И я спешно – ловя на слове – пошел на приземление. Вниз. С облаков.
– А вы приходите, Павел Леонидович, если время, конечно, есть.
– К тебе в гости?
– Я собрал о нем большой материал. Интересный. Действительно интересный.
– Прийти? – Он призадумался.
– Прийти, послушать и оценить мой кропотливый труд, – сказал я и этак засмеялся. Вроде как скромничал и одновременно пытался шутить. Есть такая интонация. Шучу, дескать, потому, что смущаюсь. И тут же довольно прозрачным намеком подсовывалось вот что: вы ведь как-никак мой учитель, Павел Леонидович, вот и послушайте меня, оцените, явите милость.
И был еще намек, совсем дальний, приглушенный: может быть, из этого материала можно сделать сценарий?
И в намеке наживочка, уже вовсе еле различимая: может быть, совместно, а?
Но все это, разумеется, было размыто основной разговорной интонацией – проникновенной и, сколько можно и уместно, просительной. Потому что я именно просил Старохатова – просил, хотел любой ценой его зазвать. Заполучить. Заманить к себе. И вот все вместе сложилось в слова:
– Послушать и оценить мой труд – приходите, а?

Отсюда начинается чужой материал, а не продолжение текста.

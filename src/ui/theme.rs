//! Theme configuration

use iced::widget::{button, container};
use iced::{Background, Border, Color, Shadow, Theme, Vector};

use crate::model::MatchTier;
use crate::toast::ToastKind;

/// Warm "rustic bistro" colors
pub struct KitchenTheme;

impl KitchenTheme {
    pub const PAGE: Color = Color::from_rgb(0.98, 0.965, 0.93);
    pub const PARCHMENT: Color = Color::from_rgb(0.957, 0.91, 0.816);
    pub const PARCHMENT_DARK: Color = Color::from_rgb(0.91, 0.863, 0.753);
    pub const BURGUNDY: Color = Color::from_rgb(0.502, 0.0, 0.125);
    pub const BROWN: Color = Color::from_rgb(0.545, 0.353, 0.169);
    pub const COPPER: Color = Color::from_rgb(0.722, 0.451, 0.2);
    pub const GOLD: Color = Color::from_rgb(1.0, 0.851, 0.4);
    pub const TAN: Color = Color::from_rgb(0.831, 0.647, 0.455);
    pub const INK: Color = Color::from_rgb(0.176, 0.141, 0.086);
    pub const GREEN: Color = Color::from_rgb(0.133, 0.773, 0.369);
    pub const AMBER: Color = Color::from_rgb(0.961, 0.62, 0.043);
    pub const ORANGE: Color = Color::from_rgb(0.976, 0.451, 0.086);
    pub const RED: Color = Color::from_rgb(0.937, 0.267, 0.267);
    pub const BLUE: Color = Color::from_rgb(0.231, 0.51, 0.965);
    pub const WHITE: Color = Color::WHITE;
    /// Dimmed backdrop behind modals and the scanning overlay
    pub const BACKDROP: Color = Color::from_rgba(0.176, 0.141, 0.086, 0.75);
}

pub fn match_color(tier: MatchTier) -> Color {
    match tier {
        MatchTier::High => KitchenTheme::GREEN,
        MatchTier::Medium => KitchenTheme::AMBER,
        MatchTier::Low => KitchenTheme::ORANGE,
    }
}

pub struct ToastColors {
    pub background: Color,
    pub accent: Color,
    pub text: Color,
}

pub fn toast_colors(kind: ToastKind) -> ToastColors {
    match kind {
        ToastKind::Success => ToastColors {
            background: Color::from_rgb(0.941, 0.992, 0.957),
            accent: KitchenTheme::GREEN,
            text: Color::from_rgb(0.086, 0.396, 0.204),
        },
        ToastKind::Error => ToastColors {
            background: Color::from_rgb(0.996, 0.949, 0.949),
            accent: KitchenTheme::RED,
            text: Color::from_rgb(0.6, 0.106, 0.106),
        },
        ToastKind::Info => ToastColors {
            background: Color::from_rgb(0.937, 0.965, 1.0),
            accent: KitchenTheme::BLUE,
            text: Color::from_rgb(0.118, 0.251, 0.686),
        },
    }
}

/// Same color with a different alpha
pub fn fade(color: Color, alpha: f32) -> Color {
    Color {
        a: alpha.clamp(0.0, 1.0),
        ..color
    }
}

/// Rounded parchment panel used by cards and modals
pub fn card(radius: f32) -> impl Fn(&Theme) -> container::Style {
    move |_theme| container::Style {
        background: Some(Background::Color(KitchenTheme::PARCHMENT)),
        border: Border {
            color: KitchenTheme::COPPER,
            width: 2.0,
            radius: radius.into(),
        },
        shadow: Shadow {
            color: fade(Color::BLACK, 0.2),
            offset: Vector::new(0.0, 6.0),
            blur_radius: 18.0,
        },
        ..Default::default()
    }
}

/// Solid pill button in the given color
pub fn pill(color: Color) -> impl Fn(&Theme, button::Status) -> button::Style {
    move |_theme, status| {
        let background = match status {
            button::Status::Hovered => Color {
                a: 0.9,
                ..color
            },
            button::Status::Disabled => fade(color, 0.4),
            _ => color,
        };
        button::Style {
            background: Some(Background::Color(background)),
            text_color: KitchenTheme::WHITE,
            border: Border::default().rounded(24.0),
            shadow: Shadow {
                color: fade(color, 0.35),
                offset: Vector::new(0.0, 4.0),
                blur_radius: 12.0,
            },
        }
    }
}

/// Borderless button that only tints on hover
pub fn ghost(text: Color) -> impl Fn(&Theme, button::Status) -> button::Style {
    move |_theme, status| button::Style {
        background: match status {
            button::Status::Hovered => Some(Background::Color(fade(text, 0.12))),
            _ => None,
        },
        text_color: text,
        border: Border::default().rounded(24.0),
        shadow: Shadow::default(),
    }
}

– Сейчас?.. Прямо сию минуту? – Он засмеялся.
– Да… Если можете.
Я повесил трубку. И тут же быстренько выдворил из дому Аню. Старохатов на машине, минута – и будет тут. Аня встрепенулась:
– С Машенькой?.. Уходить?.. Погулять?
– Да. Да. Да.
* * *
И вот мы сидели на кухне. Он и я. Он сидел на том уютном месте, что у окна; там можно выложить на стол локоть и чтоб голова удобно и царственно опиралась на левую руку – тем более что голова была именно седая и львиная у Павла Леонидовича Старохатова в ту минуту. И голова и поза стали у него, если так можно выразиться, особенно львиными или вдвойне львиными, когда он понял, зачем его пригласили. А он быстро понял. Тут же.
– Понятно, – раздельно сказал он, кивнув и поглядев мне в глаза.
И еще раз:
– Понятно, – и опять кивнул, игру принял. Не вскипел, не фыркнул, не очень даже удивился – потому что не из тех, кто вскипает и удивляется: «Значит, это меня, Старохатова, он раскусил. Ну-ка, послушаем». На лице был покой: мне, дескать, даже любопытно… Жаль, дескать, только, что эти магнитофонные записи так и шибают в нос вырождением искусства и современной дешевкой. Ну да ладно. Послушаем.
И мы слушали.
Он смотрел в окно – вполоборота. И я тоже в те минуты смотрел в окно. А магнитофон работал. Лента шуршала и сухо потрескивала, шла сценка Коли Оконникова и Старохатова.
С нее когда-то началось.
Коля Оконников. Я вам очень благодарен, Павел Леонидович.
Старохатов. Ну-ну, Коля, пустяки.
Коля. Не пустяки, Павел Леонидович. Я прекрасно понимаю, что это не пустяки, – не отказывайтесь, Павел Леонидович.
Старохатов (спокойно и холодно, ловя на слове). А я не отказываюсь, Коля. Мы будем соавторами.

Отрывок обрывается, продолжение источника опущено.